In certi stati psichici chiamati “affetti”, la partecipazione del corpo è così evidente e così intensa che alcuni studiosi della psiche hanno persino creduto che l’essenza degli affetti consista unicamente nelle loro manifestazioni somatiche. È universalmente noto quali straordinari mutamenti si verifichino nell’espressione facciale, nella circolazione sanguigna, nelle secrezioni, negli stati d’eccitamento dei muscoli volontari, sotto l’influsso per esempio della paura, dell’ira, del dolore psichico, dell’estasi sessuale. Meno noti, ma perfettamente accertati, sono altri esiti somatici degli affetti, che non fanno più parte della loro espressione. Stati affettivi durevoli di natura penosa o, come si dice, “depressiva”, quali dispiacere, preoccupazione e lutto, riducono lo stato di nutrizione del corpo in generale, fanno sì che i capelli imbianchino, il grasso scompaia e le pareti dei vasi sanguigni si modifichino in maniera patologica. Viceversa, sotto l’influsso di eccitazioni piacevoli, della “felicità”, si vede tutto il corpo fiorire e la persona riacquista alcuni contrassegni della giovinezza. I grandi affetti hanno evidentemente molto a che fare con la capacità di resistenza alle malattie infettive; ne è un buon esempio l’osservazione medica secondo cui la tendenza a contrarre il tifo e la dissenteria è di gran lunga più forte negli appartenenti a un’armata sconfitta che nei vincitori. Ma gli affetti, e per vero quasi esclusivamente quelli depressivi, diventano anche, abbastanza spesso, cause patogene di per sé, tanto di malattie del sistema nervoso con modificazioni anatomicamente dimostrabili, quanto di malattie di altri organi, talché si deve supporre che la persona colpita aveva già precedentemente in sé una predisposizione per questa malattia, rimasta sino allora inefficace.

Stati patologici già avanzati possono essere influenzati da affetti impetuosi in modo molto rilevante, per lo più nel senso di un peggioramento, ma non mancano neppure esempi di un grande spavento, di un dolore improvviso, che attraverso una singolare trasmutazione dell’organismo hanno vantaggiosamente influenzato o addirittura abolito uno stato di malattia ben radicato. Sul fatto che, alla fine, la durata della vita possa essere notevolmente abbreviata da affetti depressivi, e così pure che un intenso spavento, una “offesa” o umiliazione cocente possa porre fine alla vita in modo improvviso, non esiste alcun dubbio; stranamente, quest’ultimo effetto si osserva a volte anche come conseguenza di una grande gioia inattesa.

Gli affetti nel senso più stretto sono caratterizzati da un rapporto del tutto particolare con i processi somatici, ma a rigore tutti gli stati psichici, anche quelli che siamo abituati a considerare “processi di pensiero”, sono in una certa misura “affettivi”, e non uno di essi è privo delle espressioni somatiche e della capacità di modificare processi somatici. Persino durante il calmo pensare per “rappresentazioni”, eccitamenti corrispondenti al contenuto di queste rappresentazioni vengono continuamente deviati verso i muscoli lisci e striati; attraverso un opportuno rafforzamento essi possono essere resi evidenti, fornendo la spiegazione di alcuni fenomeni sorprendenti, anzi, presuntivamente, “soprannaturali”. Così per esempio la cosiddetta “lettura del pensiero” (Gedanken erraten) si spiega attraverso i piccoli, involontari movimenti muscolari che il medium compie quando si fanno esperimenti con lui, poniamo quando ci si fa guidare da lui per ritrovare un oggetto nascosto. Tutto il fenomeno merita piuttosto il nome di “tradimento del pensiero” (Gedanken verraten).
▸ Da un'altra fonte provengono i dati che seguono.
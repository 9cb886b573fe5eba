//! Co-occurrence counting
//!
//! Segments text by sentence or by paragraph, finds which subjects of
//! interest each segment mentions, and counts every unordered pair once per
//! segment.

use std::collections::BTreeSet;

use namegraph_core::{MatchMode, NameTables, RecognitionStrategy, Result, SegmentLevel};
use namegraph_graph::{CooccurrenceGraph, PairCounts};

use crate::segment::{split_paragraphs, TextSpan};
use crate::EntityExtractor;

/// Builds co-occurrence graphs over a fixed subject list
pub struct CooccurrenceBuilder<'a> {
    recognizer: &'a dyn EntityExtractor,
    tables: &'a NameTables,
    subjects: BTreeSet<String>,
    match_mode: MatchMode,
    strategy: RecognitionStrategy,
}

impl<'a> CooccurrenceBuilder<'a> {
    pub fn new(
        recognizer: &'a dyn EntityExtractor,
        tables: &'a NameTables,
        subjects: impl IntoIterator<Item = impl Into<String>>,
    ) -> Self {
        Self {
            recognizer,
            tables,
            subjects: subjects.into_iter().map(Into::into).collect(),
            match_mode: MatchMode::default(),
            strategy: RecognitionStrategy::default(),
        }
    }

    pub fn with_match_mode(mut self, match_mode: MatchMode) -> Self {
        self.match_mode = match_mode;
        self
    }

    pub fn with_strategy(mut self, strategy: RecognitionStrategy) -> Self {
        self.strategy = strategy;
        self
    }

    pub fn subjects(&self) -> &BTreeSet<String> {
        &self.subjects
    }

    /// Segment boundaries for a level
    pub fn segments(&self, text: &str, level: SegmentLevel) -> Vec<TextSpan> {
        match level {
            SegmentLevel::Sentence => self.recognizer.sentences(text),
            SegmentLevel::Paragraph => split_paragraphs(text),
        }
    }

    /// The subject a detected span stands for, if any
    fn match_subject<'s>(&'s self, span_text: &'s str) -> Option<&'s str> {
        let name = match self.match_mode {
            MatchMode::Canonical => self.tables.resolve(span_text)?,
            MatchMode::Exact => span_text,
        };
        self.subjects.get(name).map(String::as_str)
    }

    /// Count, for every subject pair, the segments mentioning both
    pub fn count_pairs(&self, text: &str, level: SegmentLevel) -> Result<PairCounts> {
        let segments = self.segments(text, level);
        let mut counts = PairCounts::new();

        match self.strategy {
            RecognitionStrategy::PerSegment => {
                for segment in &segments {
                    let persons = self.recognizer.persons(segment.slice(text))?;
                    let matched: Vec<&str> = persons
                        .iter()
                        .filter_map(|entity| self.match_subject(&entity.text))
                        .collect();
                    counts.record_segment(matched);
                }
            }
            RecognitionStrategy::Bucketed => {
                let persons = self.recognizer.persons(text)?;
                let mut buckets: Vec<Vec<&str>> = vec![Vec::new(); segments.len()];
                for entity in &persons {
                    let idx = segments.partition_point(|s| s.end <= entity.start);
                    let Some(segment) = segments.get(idx) else {
                        continue;
                    };
                    if !segment.contains(entity.start) {
                        continue;
                    }
                    if let Some(name) = self.match_subject(&entity.text) {
                        buckets[idx].push(name);
                    }
                }
                for bucket in buckets {
                    counts.record_segment(bucket);
                }
            }
        }

        tracing::debug!(
            "{}: {} segments, {} co-occurring pairs",
            level.display_name(),
            segments.len(),
            counts.len()
        );
        Ok(counts)
    }

    /// Build the co-occurrence graph for a level
    pub fn build(&self, text: &str, level: SegmentLevel) -> Result<CooccurrenceGraph> {
        let counts = self.count_pairs(text, level)?;
        let graph = CooccurrenceGraph::from_counts(level, &counts);
        tracing::info!(
            "{} graph: {} nodes, {} edges",
            level.display_name(),
            graph.node_count(),
            graph.edge_count()
        );
        Ok(graph)
    }
}

#[cfg(test)]
mod tests {
    use super::*;
    use crate::RuleBasedNer;
    use proptest::prelude::*;

    const SCENARIO: &str = "Jack talked to Carl Solomon. Later, Ginsberg wrote to Carl.";

    fn tables() -> NameTables {
        NameTables::new()
            .with_alias("Jack", "Jack Kerouac")
            .with_alias("Ginsberg", "Allen Ginsberg")
    }

    fn subjects() -> Vec<&'static str> {
        vec!["Jack Kerouac", "Carl Solomon", "Allen Ginsberg"]
    }

    fn ner(tables: &NameTables) -> RuleBasedNer {
        RuleBasedNer::new().with_known_names(tables.known_forms())
    }

    #[test]
    fn test_sentence_scenario() {
        let tables = tables();
        let ner = ner(&tables);
        let builder = CooccurrenceBuilder::new(&ner, &tables, subjects());
        let graph = builder.build(SCENARIO, SegmentLevel::Sentence).unwrap();

        assert_eq!(graph.weight("Jack Kerouac", "Carl Solomon"), Some(1));
        assert_eq!(graph.weight("Allen Ginsberg", "Jack Kerouac"), None);
        assert_eq!(graph.weight("Allen Ginsberg", "Carl Solomon"), None);
        assert!(!graph.contains_node("Allen Ginsberg"));
        assert_eq!(graph.edge_count(), 1);
    }

    #[test]
    fn test_paragraph_scenario() {
        let tables = tables();
        let ner = ner(&tables);
        let builder = CooccurrenceBuilder::new(&ner, &tables, subjects());
        let graph = builder.build(SCENARIO, SegmentLevel::Paragraph).unwrap();

        assert_eq!(graph.node_count(), 3);
        assert_eq!(graph.edge_count(), 3);
        assert_eq!(graph.weight("Jack Kerouac", "Carl Solomon"), Some(1));
        assert_eq!(graph.weight("Jack Kerouac", "Allen Ginsberg"), Some(1));
        assert_eq!(graph.weight("Carl Solomon", "Allen Ginsberg"), Some(1));
    }

    #[test]
    fn test_bucketed_strategy_matches_scenario() {
        let tables = tables();
        let ner = ner(&tables);
        let builder = CooccurrenceBuilder::new(&ner, &tables, subjects())
            .with_strategy(RecognitionStrategy::Bucketed);

        let sentence = builder.count_pairs(SCENARIO, SegmentLevel::Sentence).unwrap();
        assert_eq!(sentence.len(), 1);
        assert_eq!(sentence.get("Carl Solomon", "Jack Kerouac"), 1);

        let paragraph = builder.count_pairs(SCENARIO, SegmentLevel::Paragraph).unwrap();
        assert_eq!(paragraph.len(), 3);
    }

    #[test]
    fn test_exact_mode_requires_canonical_text() {
        let tables = tables();
        let ner = ner(&tables);
        let builder = CooccurrenceBuilder::new(&ner, &tables, subjects())
            .with_match_mode(MatchMode::Exact);

        assert!(builder.count_pairs(SCENARIO, SegmentLevel::Paragraph).unwrap().is_empty());

        let text = "Jack Kerouac talked to Carl Solomon.";
        let counts = builder.count_pairs(text, SegmentLevel::Sentence).unwrap();
        assert_eq!(counts.get("Jack Kerouac", "Carl Solomon"), 1);
    }

    #[test]
    fn test_excluded_names_never_match() {
        let tables = tables().with_excluded("Carl Solomon");
        let ner = ner(&tables);
        let builder = CooccurrenceBuilder::new(&ner, &tables, subjects());
        let counts = builder.count_pairs(SCENARIO, SegmentLevel::Paragraph).unwrap();
        assert_eq!(counts.len(), 1);
        assert_eq!(counts.get("Jack Kerouac", "Allen Ginsberg"), 1);
    }

    #[test]
    fn test_repeated_mentions_count_once_per_segment() {
        let tables = tables();
        let ner = ner(&tables);
        let builder = CooccurrenceBuilder::new(&ner, &tables, subjects());
        let text = "Jack met Carl Solomon. Jack and Carl Solomon left.\n\nCarl Solomon stayed with Jack.";

        let paragraph = builder.count_pairs(text, SegmentLevel::Paragraph).unwrap();
        assert_eq!(paragraph.get("Jack Kerouac", "Carl Solomon"), 2);

        let sentence = builder.count_pairs(text, SegmentLevel::Sentence).unwrap();
        assert_eq!(sentence.get("Jack Kerouac", "Carl Solomon"), 3);
    }

    #[test]
    fn test_strategies_agree_across_paragraphs() {
        let tables = tables();
        let ner = ner(&tables);
        let text = "Jack talked to Carl Solomon. Later, Ginsberg wrote to Carl Solomon.\n\n\
                    Ginsberg met Jack at dawn. Carl Solomon slept.\n\n\
                    Jack, Ginsberg and Carl Solomon drove west. ";

        let per_segment = CooccurrenceBuilder::new(&ner, &tables, subjects());
        let bucketed = CooccurrenceBuilder::new(&ner, &tables, subjects())
            .with_strategy(RecognitionStrategy::Bucketed);

        for level in [SegmentLevel::Sentence, SegmentLevel::Paragraph] {
            let expected = per_segment.count_pairs(text, level).unwrap();
            let actual = bucketed.count_pairs(text, level).unwrap();
            assert_eq!(actual, expected, "{}", level.display_name());
        }

        let sentence = bucketed.count_pairs(text, SegmentLevel::Sentence).unwrap();
        assert_eq!(sentence.get("Jack Kerouac", "Carl Solomon"), 2);
        assert_eq!(sentence.get("Allen Ginsberg", "Carl Solomon"), 2);
        assert_eq!(sentence.get("Allen Ginsberg", "Jack Kerouac"), 2);
    }

    const POOL: [&str; 4] = ["Neal Cassady", "Allen Ginsberg", "Gregory Corso", "Carl Solomon"];

    proptest! {
        #[test]
        fn prop_paragraph_weights_count_shared_paragraphs(
            paragraphs in prop::collection::vec(
                prop::collection::vec(prop::sample::select(POOL.to_vec()), 1..4),
                1..8,
            ),
            bucketed in any::<bool>(),
        ) {
            let tables = NameTables::new();
            let ner = RuleBasedNer::new().with_known_names(POOL);
            let strategy = if bucketed {
                RecognitionStrategy::Bucketed
            } else {
                RecognitionStrategy::PerSegment
            };
            let builder = CooccurrenceBuilder::new(&ner, &tables, POOL).with_strategy(strategy);

            let text = paragraphs
                .iter()
                .map(|names| names.join(" and "))
                .collect::<Vec<_>>()
                .join("\n\n");
            let graph = builder.build(&text, SegmentLevel::Paragraph).unwrap();

            for a in POOL {
                for b in POOL {
                    if a == b {
                        continue;
                    }
                    let shared = paragraphs
                        .iter()
                        .filter(|p| p.contains(&a) && p.contains(&b))
                        .count() as u32;
                    prop_assert_eq!(graph.weight(a, b).unwrap_or(0), shared);
                    prop_assert_eq!(graph.weight(a, b), graph.weight(b, a));
                }
            }
        }
    }
}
I processi della volontà e dell’attenzione sono anch’essi in grado d’influenzare profondamente i processi corporei e di avere una parte notevole, come promotori o come inibitori, nelle malattie somatiche. Un grande medico inglese ha riferito che gli riesce di suscitare in qualsiasi parte del suo corpo, sulla quale egli vuole indirizzare la propria attenzione, molteplici sensazioni e dolori, e la maggioranza degli uomini sembra comportarsi in modo analogo a lui. Nel giudicare dolori che di solito si annoverano tra i fenomeni somatici, bisogna in genere prendere in considerazione la loro dipendenza oltremodo evidente da condizioni psichiche. I profani, ai quali piace riassumere tali influssi psichici sotto il nome di “immaginazione”, sono soliti avere poco rispetto dei dolori dovuti a immaginazione, contrariamente a quelli provocati da ferita, malattia o infiammazione. Ma questa è una palese ingiustizia; qualunque sia la causa dei dolori, sia pure l’immaginazione, i dolori stessi non sono per questo meno reali e meno violenti.

Nello stesso modo in cui i dolori vengono prodotti o aumentati rivolgendo loro l’attenzione, così pure essi scompaiono distogliendo l’attenzione. Con ogni bambino si può utilizzare questa esperienza per quietarlo; il guerriero adulto non sente il dolore della ferita nel febbrile fervore della lotta; nella sovreccitazione del suo sentimento religioso, mentre rivolge tutti i suoi pensieri alla ricompensa celeste che gli sorride, il martire diventa con ogni probabilità perfettamente insensibile al dolore dei suoi tormenti. L’influsso della volontà su processi patologici del corpo è meno facilmente documentabile con esempi, ma è ben possibile che il proposito di guarire o la volontà di morire non siano senza importanza neppure per l’esito di casi gravi e incerti di malattia.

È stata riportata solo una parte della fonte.